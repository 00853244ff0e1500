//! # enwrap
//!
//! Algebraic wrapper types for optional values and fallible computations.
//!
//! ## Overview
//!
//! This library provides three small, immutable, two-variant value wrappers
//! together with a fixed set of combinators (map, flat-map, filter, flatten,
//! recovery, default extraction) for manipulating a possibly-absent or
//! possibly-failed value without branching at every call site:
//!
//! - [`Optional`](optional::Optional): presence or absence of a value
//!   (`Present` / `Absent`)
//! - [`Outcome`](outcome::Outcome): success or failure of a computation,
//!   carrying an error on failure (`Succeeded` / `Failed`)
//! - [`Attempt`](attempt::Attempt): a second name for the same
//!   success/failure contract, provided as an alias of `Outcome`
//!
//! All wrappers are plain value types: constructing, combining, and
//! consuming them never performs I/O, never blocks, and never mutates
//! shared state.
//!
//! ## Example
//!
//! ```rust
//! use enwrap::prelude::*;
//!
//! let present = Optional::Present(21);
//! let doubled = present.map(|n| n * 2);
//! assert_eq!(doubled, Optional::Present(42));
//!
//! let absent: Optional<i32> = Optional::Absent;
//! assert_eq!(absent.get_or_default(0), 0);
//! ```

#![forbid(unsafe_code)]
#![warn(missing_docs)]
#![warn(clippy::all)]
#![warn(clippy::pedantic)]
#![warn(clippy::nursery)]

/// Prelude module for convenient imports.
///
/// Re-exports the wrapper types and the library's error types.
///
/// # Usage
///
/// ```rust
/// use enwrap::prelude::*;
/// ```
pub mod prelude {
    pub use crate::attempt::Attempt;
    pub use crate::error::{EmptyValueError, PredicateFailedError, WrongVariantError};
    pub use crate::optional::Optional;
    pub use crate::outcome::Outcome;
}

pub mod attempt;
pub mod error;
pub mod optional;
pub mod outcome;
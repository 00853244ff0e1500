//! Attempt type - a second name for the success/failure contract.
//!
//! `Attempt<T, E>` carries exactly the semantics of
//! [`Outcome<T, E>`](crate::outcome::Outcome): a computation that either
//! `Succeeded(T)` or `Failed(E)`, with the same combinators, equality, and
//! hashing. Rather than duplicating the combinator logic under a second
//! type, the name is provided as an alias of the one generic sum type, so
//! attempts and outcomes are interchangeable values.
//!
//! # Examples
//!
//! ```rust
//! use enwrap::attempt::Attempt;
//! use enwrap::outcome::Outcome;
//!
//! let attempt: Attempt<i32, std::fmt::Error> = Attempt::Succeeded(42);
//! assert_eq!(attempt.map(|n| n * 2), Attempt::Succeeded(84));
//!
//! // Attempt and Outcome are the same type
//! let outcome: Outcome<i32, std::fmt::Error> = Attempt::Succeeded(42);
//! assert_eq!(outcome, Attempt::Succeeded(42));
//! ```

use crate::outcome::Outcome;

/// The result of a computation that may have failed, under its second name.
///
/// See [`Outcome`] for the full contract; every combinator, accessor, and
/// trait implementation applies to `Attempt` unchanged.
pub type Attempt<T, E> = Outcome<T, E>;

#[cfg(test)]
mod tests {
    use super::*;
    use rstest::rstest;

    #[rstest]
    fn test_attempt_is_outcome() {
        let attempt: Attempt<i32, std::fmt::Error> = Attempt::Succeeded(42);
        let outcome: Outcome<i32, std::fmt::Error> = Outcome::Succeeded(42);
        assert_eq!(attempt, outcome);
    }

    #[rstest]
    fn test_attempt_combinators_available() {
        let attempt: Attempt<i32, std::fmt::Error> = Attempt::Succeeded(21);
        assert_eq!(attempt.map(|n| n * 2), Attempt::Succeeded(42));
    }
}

Problem> Set out every line from the material that contains the string "second".

Reply to the task>
//! - [`Attempt`](attempt::Attempt): a second name for the same
//! Attempt type - a second name for the success/failure contract.
//! hashing. Rather than duplicating the combinator logic under a second
/// The result of a computation that may have failed, under its second name.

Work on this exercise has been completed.